Rose Parade 1976, revisited
Posted: December 31, 2020 Filed under: The 1970's Leave a commentI have published this here before, but given that we will not be able to experience a live Rose Parade this year, either in person on the cold street in Pasadena or watching it on television from our warm living rooms, I thought it was appropriate to share again. I hope you enjoy my 1970’s reminiscence.
December 31, 1975. I had planned on a quiet evening in my Olive Street apartment. My roommate George and his significant other (and my good friend) Alison were at home with their families. I splurged by buying a halibut fillet, which I was just taking out from under the broiler when the lesbian pair Anne and Ann burst into my apartment and told me they were taking me to see the Rose Parade.
I’d always talked about seeing the Rose Parade in person. And it sounded like a lot more fun than spending the evening alone listening to soft rock on Stereo 93, KNX-FM. Besides, the two Ann(e)s can be very persuasive individually, and as a couple were often an irresistible force. I allowed myself to be kidnapped and taken to Orange Grove Avenue in Pasadena.
When we got there and we finally found the group with whom Ann and Anne were rendezvousing, I discovered that I was the only male in the group and the only straight person as well. I was in fact in the midst of the undergraduate lesbian elite of the Claremont Colleges.

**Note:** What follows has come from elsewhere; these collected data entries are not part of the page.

//! GridFS Meta - namespace metadata manager
//!
//! This crate keeps the file system namespace as a tree of entries in a
//! transactional entry store:
//! - Path resolution, entry creation, moves and soft deletes in
//!   deadlock-free transactions
//! - Background reclamation of trashed entries
//! - Mirroring of a secondary file system for DUAL mode paths
//! - The [`GridFs`] facade dispatching operations per path mode

pub mod data;
pub mod delete_worker;
pub mod dual;
pub mod events;
pub mod fs;
pub mod manager;
pub mod metrics;
pub mod mode;
pub mod secondary;
pub mod stream;
pub mod update;

pub use data::{BlockLocation, DataManager, MemoryDataManager};
pub use delete_worker::{DeleteTracker, DeleteWorker};
pub use events::{EventBus, FsEvent, FsEventKind};
pub use fs::{FsFile, GridFs, PathSummary};
pub use manager::{Listing, MetaManager};
pub use metrics::{LocalMetrics, MetricsSnapshot};
pub use mode::ModeResolver;
pub use secondary::{FileStatus, SecondaryFs};
pub use stream::{FileReader, FileWriter};

#[cfg(unix)]
pub use secondary::LocalSecondaryFs;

They did come well provisioned. Included in the supplies were vodka, pineapple juice, and a tray of brownies. There being no orange juice, I started fixing myself pineapple juice and vodka drinks (what would you call that?) and munching on the brownies. It didn’t take me too long to start feeling sleepy and light-headed. It was only months later that I understood the true source of my condition. I don’t remember how the topic came up, but I remember Ann saying to me in a tone of voice that betrayed her impatience with my naiveté, “Mike, it wasn’t the small amount of vodka you drank that caused you to feel that way!” Oh, yeah. Right. Got it now.
The evening wore on, and eventually 1976 arrived. There was a brief burst of energy at midnight when people driving by honked their horns and everyone shouted “Happy New Year!” back and forth to each other. Things calmed down before too long, and we eventually decided it was time to get some sleep. I got into the sleeping bag that had been provided for me, and found myself wedged in between two members of the Claremont lesbian community.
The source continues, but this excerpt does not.